I got back from Iraq in 2005, and for about three or four months, I was great—just partying nonstop pretty much, going to the beach, having fun, celebrating being alive. Then I realized that life is still gonna keep going. That’s when all the stress from deployment kind of caught up with me.

I never really slept at night. I was awake tossing and turning, or I’d sleep and have really bad nightmares and not fall back asleep, and then I’d have anxiety during the day. Walking down the street or going to the store—I’d try to do all that stuff at night or during off-peak hours so I wouldn't have to deal with people.

You feel like nobody gets you; you feel like you’re totally different than everybody. You feel dangerous--kind of scared of yourself, what you could do to yourself and what you could do to other people. You’re drinking too much, blacking out, getting into street fights like every weekend—just not a good, healthy, positive lifestyle. That’s not every soldier’s case, but for me that’s how it was for a while.

I got the FTW (“fuck the world”) tattoo pretty much right after I got home to San Diego—it’s right underneath the “strong and the proud” sacred heart tattoo. And at that time, I really didn’t give a fuck. My mentality was me against the world—nobody got me. It was like I had done all this stuff, and nobody gives a shit.

It was a really negative way of thinking, but it was a comforting way of thinking. But if you think you’re drinking from a poisoned well and everybody else is healthy, that probably just means you’re drinking bad water. That was the conclusion I came to.

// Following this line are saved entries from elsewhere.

//! FIFO channels connecting the pipeline stages
//!
//! Shutdown travels in-band: a channel of `Option<T>` carries `None` as the
//! sentinel, and each sentinel wakes exactly one blocked consumer.

use crate::error::{Result, SessionError};
use crate::types::{DetectionBatch, Frame};
use crossbeam::channel::{bounded, unbounded, Receiver, Sender, TrySendError};

/// Multi-producer multi-consumer FIFO. Clones share the same queue.
pub struct BoundedChannel<T> {
    tx: Sender<T>,
    rx: Receiver<T>,
}

impl<T> Clone for BoundedChannel<T> {
    fn clone(&self) -> Self {
        Self {
            tx: self.tx.clone(),
            rx: self.rx.clone(),
        }
    }
}

impl<T> BoundedChannel<T> {
    /// Fixed-capacity channel. A capacity of zero is raised to one.
    pub fn new(capacity: usize) -> Self {
        let (tx, rx) = bounded(capacity.max(1));
        Self { tx, rx }
    }

    /// Unbounded variant for side-channel results
    pub fn unbounded() -> Self {
        let (tx, rx) = unbounded();
        Self { tx, rx }
    }

    /// Blocks while the channel is full
    pub fn put(&self, item: T) -> Result<()> {
        self.tx
            .send(item)
            .map_err(|_| SessionError::disconnected("put on a closed channel"))
    }

    /// Blocks while the channel is empty
    pub fn get(&self) -> Result<T> {
        self.rx
            .recv()
            .map_err(|_| SessionError::disconnected("get on a closed channel"))
    }

    /// Non-blocking put; hands the item back when the channel is full
    pub fn try_put(&self, item: T) -> std::result::Result<(), T> {
        self.tx.try_send(item).map_err(|e| match e {
            TrySendError::Full(item) | TrySendError::Disconnected(item) => item,
        })
    }

    pub fn try_get(&self) -> Option<T> {
        self.rx.try_recv().ok()
    }

    pub fn size(&self) -> usize {
        self.rx.len()
    }

    pub fn is_empty(&self) -> bool {
        self.rx.is_empty()
    }

    /// `None` for the unbounded variant
    pub fn capacity(&self) -> Option<usize> {
        self.tx.capacity()
    }
}

impl<T> BoundedChannel<Option<T>> {
    pub fn put_sentinel(&self) -> Result<()> {
        self.put(None)
    }

    /// Push a sentinel only when nobody could be waiting behind queued items
    pub fn put_sentinel_if_empty(&self) -> Result<bool> {
        if self.is_empty() {
            self.put_sentinel()?;
            return Ok(true);
        }
        Ok(false)
    }
}

/// Frames between the driver and the worker pool
pub type FrameChannel = BoundedChannel<Option<Frame>>;

/// Per-detector results flowing to a publisher
pub type SideChannel = BoundedChannel<Option<DetectionBatch>>;
use crate::error::Result;
use crate::vsm::{StateContext, StateKind, WorkflowState};

/// Terminal state: releases the pipeline and stops the tick loop
pub struct ExitingState;

impl WorkflowState for ExitingState {
    fn kind(&self) -> StateKind {
        StateKind::Exiting
    }

    fn enter(&mut self, ctx: &mut StateContext<'_>) -> Result<()> {
        if ctx.session.release_output()? {
            log::debug!("Pushed a sentinel to the output channel");
        }
        ctx.session.request_stop();
        log::info!("Exiting...");
        Ok(())
    }
}
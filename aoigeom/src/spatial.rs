//! Uniform grid index for point-in-polygon hit testing
//!
//! Marker outlines are bucketed by their bounding boxes so a click only has to
//! be tested against the few polygons sharing its cell.

use crate::bbox::{Bbox, Point};
use crate::polygon::Polygon;
use std::collections::HashMap;

/// Spatial grid mapping cells to the polygons overlapping them
#[derive(Debug, Clone)]
pub struct SpatialGrid<K = u32> {
    cell_size: f32,
    cells: HashMap<(i32, i32), Vec<usize>>,
    entries: Vec<(K, Polygon)>,
}

impl<K: Copy> SpatialGrid<K> {
    /// Create a new grid with the specified cell size
    ///
    /// # Arguments
    /// * `cell_size` - Edge length of a cell. Roughly the size of a marker works well.
    pub fn new(cell_size: f32) -> Self {
        Self {
            cell_size: cell_size.max(1.0),
            cells: HashMap::new(),
            entries: Vec::new(),
        }
    }

    fn cell_range(&self, bbox: &Bbox) -> (i32, i32, i32, i32) {
        (
            (bbox.xmin / self.cell_size).floor() as i32,
            (bbox.ymin / self.cell_size).floor() as i32,
            (bbox.xmax / self.cell_size).floor() as i32,
            (bbox.ymax / self.cell_size).floor() as i32,
        )
    }

    fn cell_of(&self, p: Point) -> (i32, i32) {
        (
            (p.x / self.cell_size).floor() as i32,
            (p.y / self.cell_size).floor() as i32,
        )
    }

    /// Index a polygon under `key`. Polygons that cannot enclose anything are skipped.
    pub fn insert_polygon(&mut self, polygon: &Polygon, key: K) {
        let Some(bbox) = polygon.bounding_box() else {
            return;
        };
        if !polygon.is_closed_shape() {
            return;
        }

        let idx = self.entries.len();
        self.entries.push((key, polygon.clone()));

        let (x0, y0, x1, y1) = self.cell_range(&bbox);
        for x in x0..=x1 {
            for y in y0..=y1 {
                self.cells.entry((x, y)).or_default().push(idx);
            }
        }
    }

    /// Keys of every indexed polygon containing `p`, in insertion order
    pub fn query(&self, p: Point) -> Vec<K> {
        let Some(candidates) = self.cells.get(&self.cell_of(p)) else {
            return Vec::new();
        };
        candidates
            .iter()
            .filter(|&&idx| self.entries[idx].1.contains(p))
            .map(|&idx| self.entries[idx].0)
            .collect()
    }

    /// First polygon containing `p`
    pub fn hit(&self, p: Point) -> Option<K> {
        self.query(p).into_iter().next()
    }

    pub fn len(&self) -> usize {
        self.entries.len()
    }

    pub fn is_empty(&self) -> bool {
        self.entries.is_empty()
    }

    /// Remove all entries (reuse for the next snapshot)
    pub fn clear(&mut self) {
        self.cells.clear();
        self.entries.clear();
    }

    /// Get statistics about grid usage
    pub fn stats(&self) -> SpatialGridStats {
        let total_cells = self.cells.len();
        let total_entries: usize = self.cells.values().map(|v| v.len()).sum();
        let max_entries = self.cells.values().map(|v| v.len()).max().unwrap_or(0);

        SpatialGridStats {
            total_cells,
            total_entries,
            max_entries_per_cell: max_entries,
        }
    }
}

/// Statistics about spatial grid usage
#[derive(Debug, Clone)]
pub struct SpatialGridStats {
    pub total_cells: usize,
    pub total_entries: usize,
    pub max_entries_per_cell: usize,
}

I was doing concrete by day, and the guy I was working with was one of my buddies that I used to get in street fights with. And he was like, “Dude, you’re so good at fighting; you should just fight MMA.” So we both found an MMA gym, and we got off early enough that I could train with the pros at 3 o’clock.

My first team had UFC champion Dominick Cruz, Rolando Perez, War Machine—all these big names--and most of them came from wrestling or jiu-jitsu backgrounds. The only day that I’d have fun would be on Tuesday because it was stand-up sparring day. The rest of the week I was getting taken down and smushed up against the fence. But it did force my game to improve exponentially.

A lot of times, you don’t even know what’s wrong—you don't even know what your issue is. But you’re unhappy, or you’re sad or depressed. And you can’t find the words to tell your significant other or family member, so that adds a layer of frustration. But when you go to the gym, you don't have to talk to anybody—you can just wrap up your hands and do your thing, go hard and take it out on the equipment or have a good hard sparring day. And sometimes the solution presents itself through that hard work.

Guys don’t want to tell their chick that they’re gonna go see a therapist or try to get out of work early and go to group therapy and talk about feelings. Even if they are cool with it, they might not wanna do that activity because it’s boring and it’s draining. But with Pugilistic Offensive Warrior, they can look forward to training three times a week with people that have gone through the same stuff as them and faced the same challenges coming home. There’s a lot of stuff that doesn't need to be said. When you’re around your brothers, you work through stuff without even having to talk.

My guys all end up clicking. They all hang out and I don't even know anything about it—they meet up and watch fights and go have dinner or have barbecues. And that's exactly what I want. The apex of the group therapy model is when the facilitator doesn't even have to get involved except to open and close the front doors.

My life really did shift from doing concrete, fighting MMA, and beating up drunk people every weekend to going to school, expanding my knowledge, training hard but from a different mindset, and taking control of my whole life. So I got the letters PMA (“positive mental attitude”) tattooed on my knee so I could always see it—I’m always wearing shorts.

PMA is something I can fall back on. When times get complicated and all these issues come up in my life where I feel like my back is against the wall, I can look at it through a positive lens, or I can be a victim. And if you look at it through a positive lens, you’re more likely to find some kind of solution.